且不说白薇好歹把她娘给哄住了,回去后,把事情都和李子瑜说了,李子瑜道:“这几天你都去看看你娘,我这边想想办法。”
“姑娘,都是奴婢不好,又给姑娘添麻烦了。”
李子瑜道:“以后别再说这样的话了,这些人是对着我来的,说来说去,还是我牵连到了你们了!”
“姑娘,奴婢是您的下人,这牵连二字羞愧女婢了,如果奴婢的哥哥行得正,也不会这样了。”
“好了,咱们且不说这个,这几天你一定要小心,千万不要一个人出去,我让大丫跟着你,有什么事也好相互照应一些。”

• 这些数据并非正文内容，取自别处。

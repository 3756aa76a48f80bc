//! Points ledger audit indexer.
//!
//! Follows the ledger contract's event stream over Soroban RPC, records every
//! event in SQLite and serves the audit log over a read-only REST API. The
//! ledger never reads this data back.

mod api;
mod config;
mod db;
mod errors;
mod events;
mod indexer;
mod rpc;

use std::sync::Arc;
use std::time::Duration;

use reqwest::Client;
use tracing::{info, warn};
use tracing_subscriber::EnvFilter;

use config::Config;
use indexer::IndexerState;

/// Per-request timeout for Soroban RPC calls.
const RPC_TIMEOUT_SECS: u64 = 30;

#[tokio::main]
async fn main() -> anyhow::Result<()> {
    let _ = dotenvy::dotenv();

    tracing_subscriber::fmt()
        .with_env_filter(
            EnvFilter::try_from_default_env().unwrap_or_else(|_| EnvFilter::new("info")),
        )
        .init();

    let config = Config::from_env()?;
    info!(
        contract = %config.contract_id,
        rpc = %config.rpc_url,
        database = %config.database_url,
        page_size = config.events_per_page,
        poll_secs = config.poll_interval_secs,
        start_ledger = config.start_ledger,
        "Points ledger indexer configured"
    );

    let pool = db::init_pool(&config.database_url).await?;
    let resume_from = db::get_last_ledger(&pool).await?;
    if resume_from > 0 {
        info!(ledger = resume_from, "Found saved cursor");
    }

    let rpc_client = Client::builder()
        .timeout(Duration::from_secs(RPC_TIMEOUT_SECS))
        .build()?;
    let poller = tokio::spawn(indexer::run(Arc::new(IndexerState {
        pool: pool.clone(),
        config: config.clone(),
        client: rpc_client,
    })));

    let addr = format!("0.0.0.0:{}", config.api_port);
    let listener = tokio::net::TcpListener::bind(&addr).await?;
    info!(%addr, "Audit API listening");

    axum::serve(listener, api::router(pool))
        .with_graceful_shutdown(async {
            if let Err(e) = tokio::signal::ctrl_c().await {
                warn!(error = %e, "Could not listen for shutdown signal");
                std::future::pending::<()>().await;
            }
        })
        .await?;

    poller.abort();
    info!("Indexer stopped");
    Ok(())
}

晚上的时候,李子瑜听着红衣打探来的消息,“那两人是在家乡混不下去了,才想着跑到京城来找事情做的,只是白薇的哥哥染上了赌瘾,一来就把身上的钱给赌没了,然后就有人找到他们,许给了他们二百两银子,不过是想把白薇给买走。”
李子瑜冷笑道:“连我身边的人都不放过呢,红衣啊,你可要小心,否则把主要打到你身上了,可就不好了。”
“没事,到时候我直接把人打晕了给卖了不就得了。”
果然彪悍啊,有身手的人说话就是有底气,李子瑜对红衣说道:“我看大丫跟着也不成,你这样这样!”李子瑜吩咐道。
红衣点头称是,说道:“要不要奴婢再去叫几个人,奴婢一个分、身无术啊。”
“可算是把你拦着了!好吧,替我先谢谢尹天了!”
事情的发展没有出乎李子瑜的意料,当白薇和大丫赶到满仓这边的时候,白薇的娘竟然不见了,大家都急的不行,随后有人送来了一个纸条,上面写的内容是让白薇一个人去一个地方,不能带别的人,否则她娘的命就保不住了。
这白薇是个孝顺的孩子,一见到她娘头上的首饰,立刻就慌了,什么也不顾的就跑去那个地方,满仓等人拦都拦不住。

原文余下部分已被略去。